• Task to carry out: All of the listing should be transcribed exactly.
Recorded information START
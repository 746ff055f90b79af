//! Shared gateway state

use std::sync::Arc;

use crate::engine::WalletEngine;
use crate::store::Database;

#[derive(Clone)]
pub struct AppState {
    /// Wallet mutation engine
    pub engine: Arc<WalletEngine>,
    /// Database handle, used directly only by the health probe
    pub db: Database,
    /// Redis client, used directly only by the health probe
    pub redis: redis::Client,
}

impl AppState {
    pub fn new(engine: Arc<WalletEngine>, db: Database, redis: redis::Client) -> Self {
        Self { engine, db, redis }
    }
}
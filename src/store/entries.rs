//! Append-only ledger entries and balance derivation
//!
//! There is no cached balance column anywhere. A balance is always
//! `SUM(CREDIT) - SUM(DEBIT)` over the (wallet, asset) entry stream.

use sqlx::postgres::PgConnection;
use sqlx::{PgPool, Row};
use uuid::Uuid;

use super::models::AssetBalance;

pub struct LedgerEntryRepository;

impl LedgerEntryRepository {
    /// Append the two legs of a posting: DEBIT on the source wallet and
    /// CREDIT on the destination, equal amounts, same asset.
    pub async fn append_posting(
        conn: &mut PgConnection,
        transaction_id: Uuid,
        asset_type_id: Uuid,
        source_wallet_id: Uuid,
        destination_wallet_id: Uuid,
        amount: i64,
    ) -> Result<(), sqlx::Error> {
        sqlx::query(
            r#"
            INSERT INTO ledger_entries (transaction_id, wallet_id, asset_type_id, entry_type, amount)
            VALUES ($1, $2, $3, 'DEBIT', $4),
                   ($1, $5, $3, 'CREDIT', $4)
            "#,
        )
        .bind(transaction_id)
        .bind(source_wallet_id)
        .bind(asset_type_id)
        .bind(amount)
        .bind(destination_wallet_id)
        .execute(conn)
        .await?;

        Ok(())
    }

    /// Derive one wallet's balance for one asset. Runs inside the mutation
    /// transaction, after the wallet row is locked.
    pub async fn balance(
        conn: &mut PgConnection,
        wallet_id: Uuid,
        asset_type_id: Uuid,
    ) -> Result<i64, sqlx::Error> {
        let row = sqlx::query(
            r#"
            SELECT COALESCE(SUM(
                CASE entry_type WHEN 'CREDIT' THEN amount ELSE -amount END
            ), 0)::BIGINT AS balance
            FROM ledger_entries
            WHERE wallet_id = $1 AND asset_type_id = $2
            "#,
        )
        .bind(wallet_id)
        .bind(asset_type_id)
        .fetch_one(conn)
        .await?;

        Ok(row.get("balance"))
    }

    /// Per-asset balances across all of a user's wallets, optionally filtered
    /// by asset code, sorted by code. Wallets with no entries report zero.
    pub async fn user_balances(
        pool: &PgPool,
        user_id: Uuid,
        asset_code: Option<&str>,
    ) -> Result<Vec<AssetBalance>, sqlx::Error> {
        let rows = sqlx::query(
            r#"
            SELECT a.code, a.name,
                   COALESCE(SUM(
                       CASE e.entry_type WHEN 'CREDIT' THEN e.amount
                                         WHEN 'DEBIT' THEN -e.amount
                       END
                   ), 0)::BIGINT AS balance
            FROM wallets w
            JOIN asset_types a ON a.id = w.asset_type_id
            LEFT JOIN ledger_entries e
                   ON e.wallet_id = w.id AND e.asset_type_id = w.asset_type_id
            WHERE w.owner_type = 'USER'
              AND w.user_id = $1
              AND ($2::TEXT IS NULL OR a.code = $2)
            GROUP BY a.code, a.name
            ORDER BY a.code ASC
            "#,
        )
        .bind(user_id)
        .bind(asset_code)
        .fetch_all(pool)
        .await?;

        Ok(rows
            .into_iter()
            .map(|r| AssetBalance {
                asset_code: r.get("code"),
                asset_name: r.get("name"),
                balance: r.get("balance"),
            })
            .collect())
    }
}
//! Redis-backed response cache

use async_trait::async_trait;
use redis::AsyncCommands;

use super::{CachedResponse, ResponseCache, response_key};

pub struct RedisResponseCache {
    client: redis::Client,
    ttl_seconds: u64,
}

impl RedisResponseCache {
    pub fn new(client: redis::Client, ttl_seconds: u64) -> Self {
        Self {
            client,
            ttl_seconds,
        }
    }

    async fn try_get(&self, key: &str) -> redis::RedisResult<Option<String>> {
        let mut con = self.client.get_multiplexed_async_connection().await?;
        con.get(response_key(key)).await
    }

    async fn try_put(&self, key: &str, payload: &str) -> redis::RedisResult<()> {
        let mut con = self.client.get_multiplexed_async_connection().await?;
        con.set_ex(response_key(key), payload, self.ttl_seconds)
            .await
    }
}

#[async_trait]
impl ResponseCache for RedisResponseCache {
    async fn get(&self, idempotency_key: &str) -> Option<CachedResponse> {
        match self.try_get(idempotency_key).await {
            Ok(Some(raw)) => match serde_json::from_str(&raw) {
                Ok(entry) => Some(entry),
                Err(e) => {
                    tracing::warn!(key = idempotency_key, "Corrupt cache entry dropped: {}", e);
                    None
                }
            },
            Ok(None) => None,
            Err(e) => {
                tracing::warn!(key = idempotency_key, "Idempotency cache read failed: {}", e);
                None
            }
        }
    }

    async fn put(&self, idempotency_key: &str, entry: &CachedResponse) {
        let payload = match serde_json::to_string(entry) {
            Ok(p) => p,
            Err(e) => {
                tracing::warn!(key = idempotency_key, "Cache entry serialization failed: {}", e);
                return;
            }
        };
        if let Err(e) = self.try_put(idempotency_key, &payload).await {
            tracing::warn!(key = idempotency_key, "Idempotency cache write failed: {}", e);
        }
    }
}
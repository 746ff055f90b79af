use crate::config::AppConfig;
use tracing_appender::non_blocking::WorkerGuard;
use tracing_subscriber::{EnvFilter, fmt, prelude::*};

/// Initialize tracing. Returns the file writer guard when file logging is
/// configured; it must stay alive for the process lifetime.
pub fn init_logging(config: &AppConfig) -> Option<WorkerGuard> {
    let filter = EnvFilter::try_from_default_env()
        .unwrap_or_else(|_| EnvFilter::new(config.log_level.clone()));

    let registry = tracing_subscriber::registry().with(filter);

    match &config.log_dir {
        Some(log_dir) => {
            let file_appender = tracing_appender::rolling::daily(log_dir, &config.log_file);
            let (non_blocking, guard) = tracing_appender::non_blocking(file_appender);

            if config.log_json {
                let file_layer = fmt::layer()
                    .json()
                    .with_target(true)
                    .with_writer(non_blocking)
                    .with_ansi(false);
                registry.with(file_layer).init();
            } else {
                let file_layer = fmt::layer()
                    .with_target(false)
                    .with_writer(non_blocking)
                    .with_ansi(false);
                let stdout_layer = fmt::layer().with_target(false).with_ansi(true);
                registry.with(file_layer).with(stdout_layer).init();
            }
            Some(guard)
        }
        None => {
            let stdout_layer = fmt::layer().with_target(false).with_ansi(true);
            registry.with(stdout_layer).init();
            None
        }
    }
}
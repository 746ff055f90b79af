//! User lookups

use sqlx::{PgPool, Row};
use uuid::Uuid;

use super::models::User;

pub struct UserRepository;

impl UserRepository {
    pub async fn get_by_id(pool: &PgPool, user_id: Uuid) -> Result<Option<User>, sqlx::Error> {
        let row = sqlx::query(r#"SELECT id, email, created_at FROM users WHERE id = $1"#)
            .bind(user_id)
            .fetch_optional(pool)
            .await?;

        Ok(row.map(|r| User {
            id: r.get("id"),
            email: r.get("email"),
            created_at: r.get("created_at"),
        }))
    }
}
Recorded information END
• Output:
repository 746ff055f90b79af
//! Shared gateway state

use std::sync::Arc;

use crate::engine::WalletEngine;
use crate::store::Database;

#[derive(Clone)]
pub struct AppState {
    /// Wallet mutation engine
    pub engine: Arc<WalletEngine>,
    /// Database handle, used directly only by the health probe
    pub db: Database,
    /// Redis client, used directly only by the health probe
    pub redis: redis::Client,
}

impl AppState {
    pub fn new(engine: Arc<WalletEngine>, db: Database, redis: redis::Client) -> Self {
        Self { engine, db, redis }
    }
}
filename src/store/entries.rs
//! Append-only ledger entries and balance derivation
//!
//! There is no cached balance column anywhere. A balance is always
//! `SUM(CREDIT) - SUM(DEBIT)` over the (wallet, asset) entry stream.

use sqlx::postgres::PgConnection;
use sqlx::{PgPool, Row};
use uuid::Uuid;

use super::models::AssetBalance;

pub struct LedgerEntryRepository;

impl LedgerEntryRepository {
    /// Append the two legs of a posting: DEBIT on the source wallet and
    /// CREDIT on the destination, equal amounts, same asset.
    pub async fn append_posting(
        conn: &mut PgConnection,
        transaction_id: Uuid,
        asset_type_id: Uuid,
        source_wallet_id: Uuid,
        destination_wallet_id: Uuid,
        amount: i64,
    ) -> Result<(), sqlx::Error> {
        sqlx::query(
            r#"
            INSERT INTO ledger_entries (transaction_id, wallet_id, asset_type_id, entry_type, amount)
            VALUES ($1, $2, $3, 'DEBIT', $4),
                   ($1, $5, $3, 'CREDIT', $4)
            "#,
        )
        .bind(transaction_id)
        .bind(source_wallet_id)
        .bind(asset_type_id)
        .bind(amount)
        .bind(destination_wallet_id)
        .execute(conn)
        .await?;

        Ok(())
    }

    /// Derive one wallet's balance for one asset. Runs inside the mutation
    /// transaction, after the wallet row is locked.
    pub async fn balance(
        conn: &mut PgConnection,
        wallet_id: Uuid,
        asset_type_id: Uuid,
    ) -> Result<i64, sqlx::Error> {
        let row = sqlx::query(
            r#"
            SELECT COALESCE(SUM(
                CASE entry_type WHEN 'CREDIT' THEN amount ELSE -amount END
            ), 0)::BIGINT AS balance
            FROM ledger_entries
            WHERE wallet_id = $1 AND asset_type_id = $2
            "#,
        )
        .bind(wallet_id)
        .bind(asset_type_id)
        .fetch_one(conn)
        .await?;

        Ok(row.get("balance"))
    }

    /// Per-asset balances across all of a user's wallets, optionally filtered
    /// by asset code, sorted by code. Wallets with no entries report zero.
    pub async fn user_balances(
        pool: &PgPool,
        user_id: Uuid,
        asset_code: Option<&str>,
    ) -> Result<Vec<AssetBalance>, sqlx::Error> {
        let rows = sqlx::query(
            r#"
            SELECT a.code, a.name,
                   COALESCE(SUM(
                       CASE e.entry_type WHEN 'CREDIT' THEN e.amount
                                         WHEN 'DEBIT' THEN -e.amount
                       END
                   ), 0)::BIGINT AS balance
            FROM wallets w
            JOIN asset_types a ON a.id = w.asset_type_id
            LEFT JOIN ledger_entries e
                   ON e.wallet_id = w.id AND e.asset_type_id = w.asset_type_id
            WHERE w.owner_type = 'USER'
              AND w.user_id = $1
              AND ($2::TEXT IS NULL OR a.code = $2)
            GROUP BY a.code, a.name
            ORDER BY a.code ASC
            "#,
        )
        .bind(user_id)
        .bind(asset_code)
        .fetch_all(pool)
        .await?;

        Ok(rows
            .into_iter()
            .map(|r| AssetBalance {
                asset_code: r.get("code"),
                asset_name: r.get("name"),
                balance: r.get("balance"),
            })
            .collect())
    }
}
//! Redis-backed response cache

use async_trait::async_trait;
use redis::AsyncCommands;

use super::{CachedResponse, ResponseCache, response_key};

pub struct RedisResponseCache {
    client: redis::Client,
    ttl_seconds: u64,
}

impl RedisResponseCache {
    pub fn new(client: redis::Client, ttl_seconds: u64) -> Self {
        Self {
            client,
            ttl_seconds,
        }
    }

    async fn try_get(&self, key: &str) -> redis::RedisResult<Option<String>> {
        let mut con = self.client.get_multiplexed_async_connection().await?;
        con.get(response_key(key)).await
    }

    async fn try_put(&self, key: &str, payload: &str) -> redis::RedisResult<()> {
        let mut con = self.client.get_multiplexed_async_connection().await?;
        con.set_ex(response_key(key), payload, self.ttl_seconds)
            .await
    }
}

#[async_trait]
impl ResponseCache for RedisResponseCache {
    async fn get(&self, idempotency_key: &str) -> Option<CachedResponse> {
        match self.try_get(idempotency_key).await {
            Ok(Some(raw)) => match serde_json::from_str(&raw) {
                Ok(entry) => Some(entry),
                Err(e) => {
                    tracing::warn!(key = idempotency_key, "Corrupt cache entry dropped: {}", e);
                    None
                }
            },
            Ok(None) => None,
            Err(e) => {
                tracing::warn!(key = idempotency_key, "Idempotency cache read failed: {}", e);
                None
            }
        }
    }

    async fn put(&self, idempotency_key: &str, entry: &CachedResponse) {
        let payload = match serde_json::to_string(entry) {
            Ok(p) => p,
            Err(e) => {
                tracing::warn!(key = idempotency_key, "Cache entry serialization failed: {}", e);
                return;
            }
        };
        if let Err(e) = self.try_put(idempotency_key, &payload).await {
            tracing::warn!(key = idempotency_key, "Idempotency cache write failed: {}", e);
        }
    }
}
repository 746ff055f90b79af
use crate::config::AppConfig;
use tracing_appender::non_blocking::WorkerGuard;
use tracing_subscriber::{EnvFilter, fmt, prelude::*};

/// Initialize tracing. Returns the file writer guard when file logging is
/// configured; it must stay alive for the process lifetime.
pub fn init_logging(config: &AppConfig) -> Option<WorkerGuard> {
    let filter = EnvFilter::try_from_default_env()
        .unwrap_or_else(|_| EnvFilter::new(config.log_level.clone()));

    let registry = tracing_subscriber::registry().with(filter);

    match &config.log_dir {
        Some(log_dir) => {
            let file_appender = tracing_appender::rolling::daily(log_dir, &config.log_file);
            let (non_blocking, guard) = tracing_appender::non_blocking(file_appender);

            if config.log_json {
                let file_layer = fmt::layer()
                    .json()
                    .with_target(true)
                    .with_writer(non_blocking)
                    .with_ansi(false);
                registry.with(file_layer).init();
            } else {
                let file_layer = fmt::layer()
                    .with_target(false)
                    .with_writer(non_blocking)
                    .with_ansi(false);
                let stdout_layer = fmt::layer().with_target(false).with_ansi(true);
                registry.with(file_layer).with(stdout_layer).init();
            }
            Some(guard)
        }
        None => {
            let stdout_layer = fmt::layer().with_target(false).with_ansi(true);
            registry.with(stdout_layer).init();
            None
        }
    }
}
repository 746ff055f90b79af
//! User lookups

use sqlx::{PgPool, Row};
use uuid::Uuid;

use super::models::User;

pub struct UserRepository;

impl UserRepository {
    pub async fn get_by_id(pool: &PgPool, user_id: Uuid) -> Result<Option<User>, sqlx::Error> {
        let row = sqlx::query(r#"SELECT id, email, created_at FROM users WHERE id = $1"#)
            .bind(user_id)
            .fetch_optional(pool)
            .await?;

        Ok(row.map(|r| User {
            id: r.get("id"),
            email: r.get("email"),
            created_at: r.get("created_at"),
        }))
    }
}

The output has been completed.